Tuesday, February 16, 2010

Living Out Your Inner Vernon Hoff

There's not much more to say about the literal Vernon Hoff, female impersonator. What can I say?

As much as we would wish for biographical details, etc., it seems they are not to be had. And anyway, what is a biography, except just a collection of ultimately unsatisfactory details? Every time you read a massive biography, what's the one thing you think of when you get to the last page? So what.

But I know I wish I had more details about Vernon Hoff's life. But looking at it in terms of a biograph, I already know I'm no worse off if I don't have them. If I had them, I'd diligently study them, collect them, put them in order, and archive them. And it'd be a biography. Then what? I'd sit back, look at it, and say, So what.

And what good does it do us to archive things? We're just looking for more things to archive, sometimes just for the sake of archiving it, and it all falls short of real life.

The key to real life is to live it now. And the key to really living it now is to have some inner impetus, an inner drive, hat longs to come forth, and does come forth. Whether you call it your inner Vernon Hoff, your inner Elvis Presley, your inner piranha, your inner gypsy, your inner whatever, it's the real you -- or the you that is real at any particular moment -- that makes life what it is, an experience.
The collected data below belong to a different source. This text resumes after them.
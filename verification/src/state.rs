//! Verification state machine.
//!
//! Derives an issue's status from its tallies, severity and authority input.
//! Pure: callers apply the returned transitions inside their atomic write.

use crate::error::EngineError;
use civic_types::{CriticalPolicy, EngineParams, EscalationReason, Issue, IssueStatus, Severity, VoteRecord};

/// A committed change of status.
#[derive(Clone, Copy, Debug, PartialEq, Eq)]
pub struct Transition {
    pub from: IssueStatus,
    pub to: IssueStatus,
}

impl Transition {
    /// Why the authorities must hear about this transition, if at all.
    pub fn escalation(&self, severity: Severity) -> Option<EscalationReason> {
        if self.to != IssueStatus::Verified {
            return None;
        }
        Some(if severity == Severity::Critical {
            EscalationReason::Critical
        } else {
            EscalationReason::Verified
        })
    }
}

pub struct VerificationStateMachine<'a> {
    params: &'a EngineParams,
}

impl<'a> VerificationStateMachine<'a> {
    pub fn new(params: &'a EngineParams) -> Self {
        Self { params }
    }

    fn corroboration_required(&self, issue: &Issue) -> bool {
        issue.severity == Severity::Critical
            && self.params.critical_policy == CriticalPolicy::FirstCorroboration
    }

    /// Whether the current tally (or severity) qualifies an active issue.
    ///
    /// Critical issues under [`CriticalPolicy::FirstCorroboration`] are judged
    /// vote by vote in [`Self::after_vote`], never by the tally alone, so the
    /// reporter's own corroboration cannot verify them.
    pub fn qualifies(&self, issue: &Issue) -> bool {
        if issue.severity == Severity::Critical {
            return !self.corroboration_required(issue);
        }
        issue.has_reached_threshold()
    }

    /// Status a freshly built issue starts in.
    pub fn status_at_creation(&self, issue: &Issue) -> IssueStatus {
        if self.qualifies(issue) {
            IssueStatus::Verified
        } else {
            IssueStatus::Active
        }
    }

    /// Transition triggered by an accepted vote. `issue` already includes the
    /// vote in its tally.
    pub fn after_vote(&self, issue: &Issue, vote: &VoteRecord) -> Option<Transition> {
        if issue.status != IssueStatus::Active {
            return None;
        }
        let verified = if self.corroboration_required(issue) {
            vote.in_favor && vote.voter != issue.reporter
        } else {
            self.qualifies(issue)
        };
        verified.then_some(Transition {
            from: IssueStatus::Active,
            to: IssueStatus::Verified,
        })
    }

    /// Validate an authority command. Only the immediate successor along
    /// verified → acknowledged → in_progress → resolved is accepted.
    pub fn authority_advance(
        &self,
        current: IssueStatus,
        target: IssueStatus,
    ) -> Result<Transition, EngineError> {
        match current.authority_successor() {
            Some(next) if next == target => Ok(Transition {
                from: current,
                to: target,
            }),
            _ => Err(EngineError::InvalidTransition {
                from: current,
                to: target,
            }),
        }
    }
}

#[cfg(test)]
mod tests {
    use super::*;
    use civic_types::{Category, Coordinates, IssueId, Timestamp, VoterId};

    fn issue(severity: Severity, yes: u32, threshold: u32) -> Issue {
        Issue {
            id: IssueId::new([5; 32]),
            reporter: VoterId::new("reporter"),
            title: "Gas smell".into(),
            question: "Can you smell gas near the market?".into(),
            category: Category::Safety,
            severity,
            origin: Coordinates::new(0.0, 0.0),
            radius_meters: 500.0,
            vote_threshold: threshold,
            yes_votes: yes,
            no_votes: 0,
            status: IssueStatus::Active,
            created_at: Timestamp::new(0),
            updated_at: Timestamp::new(0),
            expires_at: Timestamp::new(3600),
            revision: 1,
            repost_count: 0,
            escalation_count: 0,
        }
    }

    fn yes_from(issue: &Issue, voter: &str) -> VoteRecord {
        VoteRecord {
            issue: issue.id,
            voter: VoterId::new(voter),
            in_favor: true,
            location: issue.origin,
            cast_at: Timestamp::new(1),
        }
    }

    #[test]
    fn threshold_flips_exactly_when_reached() {
        let params = EngineParams::default();
        let sm = VerificationStateMachine::new(&params);
        let below = issue(Severity::Medium, 9, 10);
        assert_eq!(sm.after_vote(&below, &yes_from(&below, "v9")), None);
        let at = issue(Severity::Medium, 10, 10);
        assert_eq!(
            sm.after_vote(&at, &yes_from(&at, "v10")),
            Some(Transition {
                from: IssueStatus::Active,
                to: IssueStatus::Verified
            })
        );
    }

    #[test]
    fn critical_immediate_verifies_at_creation() {
        let params = EngineParams::default();
        let sm = VerificationStateMachine::new(&params);
        assert_eq!(
            sm.status_at_creation(&issue(Severity::Critical, 0, 1)),
            IssueStatus::Verified
        );
        assert_eq!(
            sm.status_at_creation(&issue(Severity::High, 0, 5)),
            IssueStatus::Active
        );
    }

    #[test]
    fn critical_first_corroboration_ignores_reporter() {
        let params = EngineParams {
            critical_policy: CriticalPolicy::FirstCorroboration,
            ..EngineParams::default()
        };
        let sm = VerificationStateMachine::new(&params);
        let created = issue(Severity::Critical, 1, 1);
        assert_eq!(sm.status_at_creation(&created), IssueStatus::Active);

        let reporter_vote = yes_from(&created, "reporter");
        assert_eq!(sm.after_vote(&created, &reporter_vote), None);

        let neighbour = issue(Severity::Critical, 2, 1);
        assert!(sm.after_vote(&neighbour, &yes_from(&neighbour, "neighbour")).is_some());
    }

    #[test]
    fn no_vote_never_verifies_critical_under_corroboration() {
        let params = EngineParams {
            critical_policy: CriticalPolicy::FirstCorroboration,
            ..EngineParams::default()
        };
        let sm = VerificationStateMachine::new(&params);
        let i = issue(Severity::Critical, 0, 1);
        let mut no = yes_from(&i, "neighbour");
        no.in_favor = false;
        assert_eq!(sm.after_vote(&i, &no), None);
    }

    #[test]
    fn votes_on_verified_issue_do_not_transition() {
        let params = EngineParams::default();
        let sm = VerificationStateMachine::new(&params);
        let mut i = issue(Severity::High, 8, 5);
        i.status = IssueStatus::Verified;
        assert_eq!(sm.after_vote(&i, &yes_from(&i, "late")), None);
    }

    #[test]
    fn authority_moves_one_step_forward_only() {
        let params = EngineParams::default();
        let sm = VerificationStateMachine::new(&params);
        assert!(sm
            .authority_advance(IssueStatus::Verified, IssueStatus::Acknowledged)
            .is_ok());
        assert!(matches!(
            sm.authority_advance(IssueStatus::Verified, IssueStatus::Resolved),
            Err(EngineError::InvalidTransition { .. })
        ));
        assert!(sm
            .authority_advance(IssueStatus::InProgress, IssueStatus::Acknowledged)
            .is_err());
        assert!(sm
            .authority_advance(IssueStatus::Active, IssueStatus::Verified)
            .is_err());
        assert!(sm
            .authority_advance(IssueStatus::Resolved, IssueStatus::Resolved)
            .is_err());
    }

    #[test]
    fn only_verification_escalates() {
        let t = Transition {
            from: IssueStatus::Active,
            to: IssueStatus::Verified,
        };
        assert_eq!(t.escalation(Severity::Critical), Some(EscalationReason::Critical));
        assert_eq!(t.escalation(Severity::Low), Some(EscalationReason::Verified));
        let ack = Transition {
            from: IssueStatus::Verified,
            to: IssueStatus::Acknowledged,
        };
        assert_eq!(ack.escalation(Severity::Critical), None);
    }
}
Today I'm thinking of my potential inner Vernon Hoff. Which is nothing extensive, because it's not even Vernon, it's me. Everything I know about Vernon Hoff's biography is in these few little snippets. Big deal. But I know that what resonates in me with them in even a surface way is the key thing.

Every flashy thing you do, every glimpsing of whim and verve, every fanciful thought and flash of the joy of living -- whether it's conventional or unconventional, authorized or unauthorized, boundary pushing or not, transgressive or not -- can come forth.

When you hear of those who are transgressive, in the sense of crossing boundaries, usually you think of those who are flagrant about it, flamboyant. But it's surely just as satisfying, in some sense, to be quiet, sedate, modest, prim, proper, and withdrawn. One size doesn't fit all.

Sit in front of your mirror and look at your sweater. That's fun too, an experience.